▸ **Task item**:
Sift the material for lines containing "unique", and return them.

▸ **Records for this task**:

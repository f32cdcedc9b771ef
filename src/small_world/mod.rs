//! Small-world proximity graph (`small_world_rand`).
//!
//! An approximate k-NN method: objects are linked to their approximate
//! nearest neighbors at insertion time and queries are answered by greedy
//! walks over the resulting graph. Range queries are not supported.

pub mod graph;
pub mod neighbor_queue;

use std::collections::hash_map::{DefaultHasher, Entry};
use std::collections::HashMap;
use std::hash::{Hash, Hasher};
use std::sync::Arc;
use std::thread;
use std::time::Instant;

use rand::rngs::StdRng;
use rand::{Rng, SeedableRng};
use tracing::{debug, info};

use crate::error::{Result, SearchError};
use crate::index::Index;
use crate::object::{Dataset, Object};
use crate::params::{ParamManager, Params};
use crate::query::{KnnQuery, QueryKind, RangeQuery};
use crate::space::Space;

pub const METHOD_NAME: &str = "small_world_rand";

/// Build-time parameters.
#[derive(Debug, Clone, PartialEq)]
pub struct SmallWorldParams {
    /// Number of neighbors a new node links to.
    pub nn: usize,
    /// Cap on the adjacency list size of any node.
    pub max_nn: usize,
    /// Candidate list size of the searches run during insertion.
    pub ef_construction: usize,
    /// Entry points tried per insertion.
    pub init_index_attempts: usize,
    pub index_thread_qty: usize,
    pub seed: u64,
}

fn default_thread_qty() -> usize {
    thread::available_parallelism().map(|n| n.get()).unwrap_or(1)
}

impl Default for SmallWorldParams {
    fn default() -> Self {
        Self {
            nn: 5,
            max_nn: 10,
            ef_construction: 5,
            init_index_attempts: 2,
            index_thread_qty: default_thread_qty(),
            seed: 0,
        }
    }
}

fn require_positive(key: &str, value: usize) -> Result<usize> {
    if value == 0 {
        return Err(SearchError::invalid_param(key, "0", "an integer >= 1"));
    }
    Ok(value)
}

impl SmallWorldParams {
    pub fn from_params(pm: &mut ParamManager<'_>) -> Result<Self> {
        let nn = require_positive("NN", pm.get_or("NN", 5)?)?;
        let max_nn: usize = pm.get_or("maxNN", 2 * nn)?;
        if max_nn < nn {
            return Err(SearchError::invalid_param(
                "maxNN",
                max_nn.to_string(),
                format!("an integer >= NN ({})", nn),
            ));
        }
        Ok(Self {
            nn,
            max_nn,
            ef_construction: require_positive("efConstruction", pm.get_or("efConstruction", nn)?)?,
            init_index_attempts: require_positive(
                "initIndexAttempts",
                pm.get_or("initIndexAttempts", 2)?,
            )?,
            index_thread_qty: require_positive(
                "indexThreadQty",
                pm.get_or("indexThreadQty", default_thread_qty())?,
            )?,
            seed: pm.get_or("seed", 0)?,
        })
    }
}

/// Query-time parameters.
#[derive(Debug, Clone, PartialEq)]
pub struct SmallWorldQueryParams {
    /// Greedy walks per query, each from a random entry point.
    pub init_search_attempts: usize,
    /// Candidate list size of each walk; at least `k` is used.
    pub ef_search: usize,
}

impl SmallWorldQueryParams {
    /// Defaults for a graph built with `params`.
    pub fn for_build(params: &SmallWorldParams) -> Self {
        Self {
            init_search_attempts: 3,
            ef_search: params.nn,
        }
    }

    /// Read query-time parameters; absent keys keep the values of `base`.
    pub fn from_params(pm: &mut ParamManager<'_>, base: &Self) -> Result<Self> {
        Ok(Self {
            init_search_attempts: require_positive(
                "initSearchAttempts",
                pm.get_or("initSearchAttempts", base.init_search_attempts)?,
            )?,
            ef_search: require_positive("efSearch", pm.get_or("efSearch", base.ef_search)?)?,
        })
    }

    fn to_params(&self) -> Params {
        Params::new()
            .with("initSearchAttempts", self.init_search_attempts)
            .with("efSearch", self.ef_search)
    }
}

/// Degree summary of a built graph.
#[derive(Debug, Clone, Copy, PartialEq, Eq, Default)]
pub struct GraphStats {
    pub nodes: usize,
    pub edges: usize,
    pub min_degree: usize,
    pub max_degree: usize,
}

/// Navigable small-world graph index.
#[derive(Debug)]
pub struct SmallWorldRand {
    space: Arc<dyn Space>,
    dataset: Arc<Dataset>,
    params: SmallWorldParams,
    query_params: SmallWorldQueryParams,
    adjacency: Vec<Vec<u32>>,
}

impl SmallWorldRand {
    /// Build the graph with default query-time parameters.
    pub fn build(space: Arc<dyn Space>, dataset: Arc<Dataset>, params: SmallWorldParams) -> Result<Self> {
        let query_params = SmallWorldQueryParams::for_build(&params);
        Self::build_with(space, dataset, params, query_params)
    }

    pub fn build_with(
        space: Arc<dyn Space>,
        dataset: Arc<Dataset>,
        params: SmallWorldParams,
        query_params: SmallWorldQueryParams,
    ) -> Result<Self> {
        let start = Instant::now();
        let adjacency = graph::build_graph(space.as_ref(), &dataset, &params)?;
        let index = Self {
            space,
            dataset,
            params,
            query_params,
            adjacency,
        };

        let stats = index.stats();
        info!(
            objects = stats.nodes,
            edges = stats.edges,
            max_degree = stats.max_degree,
            threads = index.params.index_thread_qty,
            elapsed_ms = start.elapsed().as_millis() as u64,
            "small world graph built"
        );
        Ok(index)
    }

    /// Factory constructor.
    pub fn create(
        space: Arc<dyn Space>,
        dataset: Arc<Dataset>,
        pm: &mut ParamManager<'_>,
    ) -> Result<Box<dyn Index>> {
        let params = SmallWorldParams::from_params(pm)?;
        let query_params = SmallWorldQueryParams::from_params(pm, &SmallWorldQueryParams::for_build(&params))?;
        Ok(Box::new(Self::build_with(space, dataset, params, query_params)?))
    }

    pub fn params(&self) -> &SmallWorldParams {
        &self.params
    }

    /// Dataset positions adjacent to the object at `pos`.
    pub fn neighbors(&self, pos: usize) -> &[u32] {
        self.adjacency.get(pos).map(Vec::as_slice).unwrap_or(&[])
    }

    pub fn stats(&self) -> GraphStats {
        let degrees = self.adjacency.iter().map(Vec::len);
        GraphStats {
            nodes: self.adjacency.len(),
            edges: degrees.clone().sum(),
            min_degree: degrees.clone().min().unwrap_or(0),
            max_degree: degrees.max().unwrap_or(0),
        }
    }
}

/// Seed for a query's entry points, so repeated searches with the same
/// object walk the same paths.
fn query_seed(object: &Object) -> u64 {
    let mut hasher = DefaultHasher::new();
    object.id().hash(&mut hasher);
    for value in object.as_slice() {
        value.to_bits().hash(&mut hasher);
    }
    hasher.finish()
}

impl Index for SmallWorldRand {
    fn method_name(&self) -> &'static str {
        METHOD_NAME
    }

    fn description(&self) -> String {
        format!(
            "{} (space: {}, objects: {}, NN={}, maxNN={}, efConstruction={}, {})",
            METHOD_NAME,
            self.space.name(),
            self.dataset.len(),
            self.params.nn,
            self.params.max_nn,
            self.params.ef_construction,
            self.query_params.to_params()
        )
    }

    fn len(&self) -> usize {
        self.dataset.len()
    }

    fn search_knn(&self, query: &mut KnnQuery<'_>) -> Result<()> {
        let n = self.dataset.len();
        if n == 0 || query.k() == 0 {
            return Ok(());
        }

        let ef = self.query_params.ef_search.max(query.k());
        let mut rng = StdRng::seed_from_u64(query_seed(query.query_object()));
        let mut seen: HashMap<u32, f32> = HashMap::new();
        let dataset = &self.dataset;

        let mut dist = |pos: u32| match seen.entry(pos) {
            Entry::Occupied(e) => *e.get(),
            Entry::Vacant(e) => {
                let obj = &dataset[pos as usize];
                let d = query.distance_to(obj);
                query.check_and_add(obj, d);
                *e.insert(d)
            }
        };

        for _ in 0..self.query_params.init_search_attempts {
            let entry = rng.gen_range(0..n) as u32;
            graph::greedy_walk(self.adjacency.as_slice(), entry, ef, &mut dist);
        }
        Ok(())
    }

    fn search_range(&self, _query: &mut RangeQuery<'_>) -> Result<()> {
        Err(SearchError::UnsupportedQuery {
            method: METHOD_NAME,
            kind: QueryKind::Range,
        })
    }

    fn set_query_time_params(&mut self, params: &Params) -> Result<()> {
        let mut pm = ParamManager::new(params);
        let query_params = SmallWorldQueryParams::from_params(&mut pm, &self.query_params)?;
        pm.check_unused()?;
        debug!(?query_params, "small world query-time parameters updated");
        self.query_params = query_params;
        Ok(())
    }

    fn query_time_params(&self) -> Params {
        self.query_params.to_params()
    }
}

#[cfg(test)]
mod tests {
    use super::*;
    use crate::distance::DistanceMetric;
    use crate::query::Query;
    use crate::seq_search::SeqSearch;
    use crate::space::VectorSpace;
    use std::collections::HashSet;

    fn random_dataset(n: usize, dim: usize, seed: u64) -> Dataset {
        let mut rng = StdRng::seed_from_u64(seed);
        let objects = (0..n)
            .map(|i| Object::new(i, (0..dim).map(|_| rng.gen::<f32>()).collect()))
            .collect();
        Dataset::new(objects).unwrap()
    }

    fn l2() -> Arc<dyn Space> {
        Arc::new(VectorSpace::from_metric(DistanceMetric::L2))
    }

    fn test_params(threads: usize) -> SmallWorldParams {
        SmallWorldParams {
            nn: 10,
            max_nn: 20,
            ef_construction: 20,
            init_index_attempts: 2,
            index_thread_qty: threads,
            seed: 42,
        }
    }

    #[test]
    fn test_finds_itself() {
        let space = l2();
        let dataset = Arc::new(random_dataset(300, 4, 1));
        let index = SmallWorldRand::build(space.clone(), dataset.clone(), test_params(2)).unwrap();

        for obj in dataset.iter().take(20) {
            let mut query = KnnQuery::new(space.as_ref(), obj, 1);
            index.search(&mut query).unwrap();
            let results = query.results();
            assert_eq!(results.len(), 1);
            assert_eq!(results[0].distance, 0.0);
        }
    }

    #[test]
    fn test_recall_against_brute_force() {
        let space = l2();
        let dataset = Arc::new(random_dataset(1000, 8, 2));
        let mut index = SmallWorldRand::build(space.clone(), dataset.clone(), test_params(4)).unwrap();
        index
            .set_query_time_params(&Params::parse(["efSearch=50"]).unwrap())
            .unwrap();
        let brute = SeqSearch::new(space.clone(), dataset);

        let queries = random_dataset(30, 8, 3);
        let k = 10;
        let mut hits = 0;
        for q in queries.iter() {
            let mut expected = KnnQuery::new(space.as_ref(), q, k);
            brute.search(&mut expected).unwrap();
            let mut actual = KnnQuery::new(space.as_ref(), q, k);
            index.search(&mut actual).unwrap();

            let truth: HashSet<_> = expected.results().iter().map(|n| n.id).collect();
            hits += actual.results().iter().filter(|n| truth.contains(&n.id)).count();
            assert!(actual.distance_computations() <= 1000);
        }
        let recall = hits as f64 / (queries.len() * k) as f64;
        assert!(recall >= 0.9, "recall {} below 0.9", recall);
    }

    #[test]
    fn test_parallel_build_degree_invariants() {
        let space = l2();
        let dataset = Arc::new(random_dataset(2000, 4, 4));
        let params = SmallWorldParams {
            nn: 5,
            max_nn: 8,
            ef_construction: 10,
            init_index_attempts: 3,
            index_thread_qty: 8,
            seed: 9,
        };
        let index = SmallWorldRand::build(space, dataset, params).unwrap();

        let stats = index.stats();
        assert_eq!(stats.nodes, 2000);
        assert!(stats.min_degree >= 1);
        assert!(stats.max_degree <= 8);
        for pos in 0..2000 {
            let list = index.neighbors(pos);
            let unique: HashSet<_> = list.iter().collect();
            assert_eq!(unique.len(), list.len());
            assert!(!list.contains(&(pos as u32)));
        }
    }

    #[test]
    fn test_repeated_search_is_identical() {
        let space = l2();
        let dataset = Arc::new(random_dataset(500, 4, 5));
        let index = SmallWorldRand::build(space.clone(), dataset, test_params(3)).unwrap();

        let q = Object::new(0, vec![0.2, 0.4, 0.6, 0.8]);
        let mut query = KnnQuery::new(space.as_ref(), &q, 5);
        index.search(&mut query).unwrap();
        let first = query.results();
        let first_cost = query.distance_computations();

        query.reset();
        index.search(&mut query).unwrap();
        assert_eq!(query.results(), first);
        assert_eq!(query.distance_computations(), first_cost);
    }

    #[test]
    fn test_range_query_rejected() {
        let space = l2();
        let dataset = Arc::new(random_dataset(20, 2, 6));
        let index = SmallWorldRand::build(space.clone(), dataset, test_params(1)).unwrap();
        let q = Object::new(0, vec![0.5, 0.5]);
        let mut query = RangeQuery::new(space.as_ref(), &q, 0.1);

        let err = index.search(&mut query).unwrap_err();
        assert!(matches!(
            err,
            SearchError::UnsupportedQuery {
                kind: QueryKind::Range,
                ..
            }
        ));
        assert_eq!(query.result_size(), 0);
    }

    #[test]
    fn test_empty_index() {
        let space = l2();
        let index = SmallWorldRand::build(space.clone(), Arc::new(Dataset::default()), test_params(2)).unwrap();
        let q = Object::new(0, vec![0.0]);
        let mut query = KnnQuery::new(space.as_ref(), &q, 3);
        index.search(&mut query).unwrap();
        assert_eq!(query.result_size(), 0);
        assert!(index.is_empty());
    }

    #[test]
    fn test_param_defaults_and_validation() {
        let params = Params::parse(["NN=11", "initIndexAttempts=3", "indexThreadQty=4"]).unwrap();
        let mut pm = ParamManager::new(&params);
        let parsed = SmallWorldParams::from_params(&mut pm).unwrap();
        assert_eq!(parsed.nn, 11);
        assert_eq!(parsed.max_nn, 22);
        assert_eq!(parsed.ef_construction, 11);
        assert_eq!(parsed.init_index_attempts, 3);
        assert_eq!(parsed.index_thread_qty, 4);
        assert!(pm.check_unused().is_ok());

        for token in ["NN=0", "NN=abc", "maxNN=2", "indexThreadQty=0"] {
            let params = Params::parse([token]).unwrap();
            let mut pm = ParamManager::new(&params);
            assert!(SmallWorldParams::from_params(&mut pm).is_err(), "{} accepted", token);
        }
    }

    #[test]
    fn test_query_params_update() {
        let space = l2();
        let dataset = Arc::new(random_dataset(50, 2, 7));
        let mut index = SmallWorldRand::build(space, dataset, test_params(1)).unwrap();

        index
            .set_query_time_params(&Params::parse(["efSearch=40"]).unwrap())
            .unwrap();
        assert!(index
            .set_query_time_params(&Params::parse(["initSearchAttempts=0"]).unwrap())
            .is_err());
        assert!(index
            .set_query_time_params(&Params::parse(["NN=3"]).unwrap())
            .is_err());

        let current = index.query_time_params();
        assert_eq!(current.get::<usize>("efSearch").unwrap(), 40);
        assert_eq!(current.get::<usize>("initSearchAttempts").unwrap(), 3);
    }
}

▸ **Exercise answer**:
            let unique: HashSet<_> = list.iter().collect();
            assert_eq!(unique.len(), list.len());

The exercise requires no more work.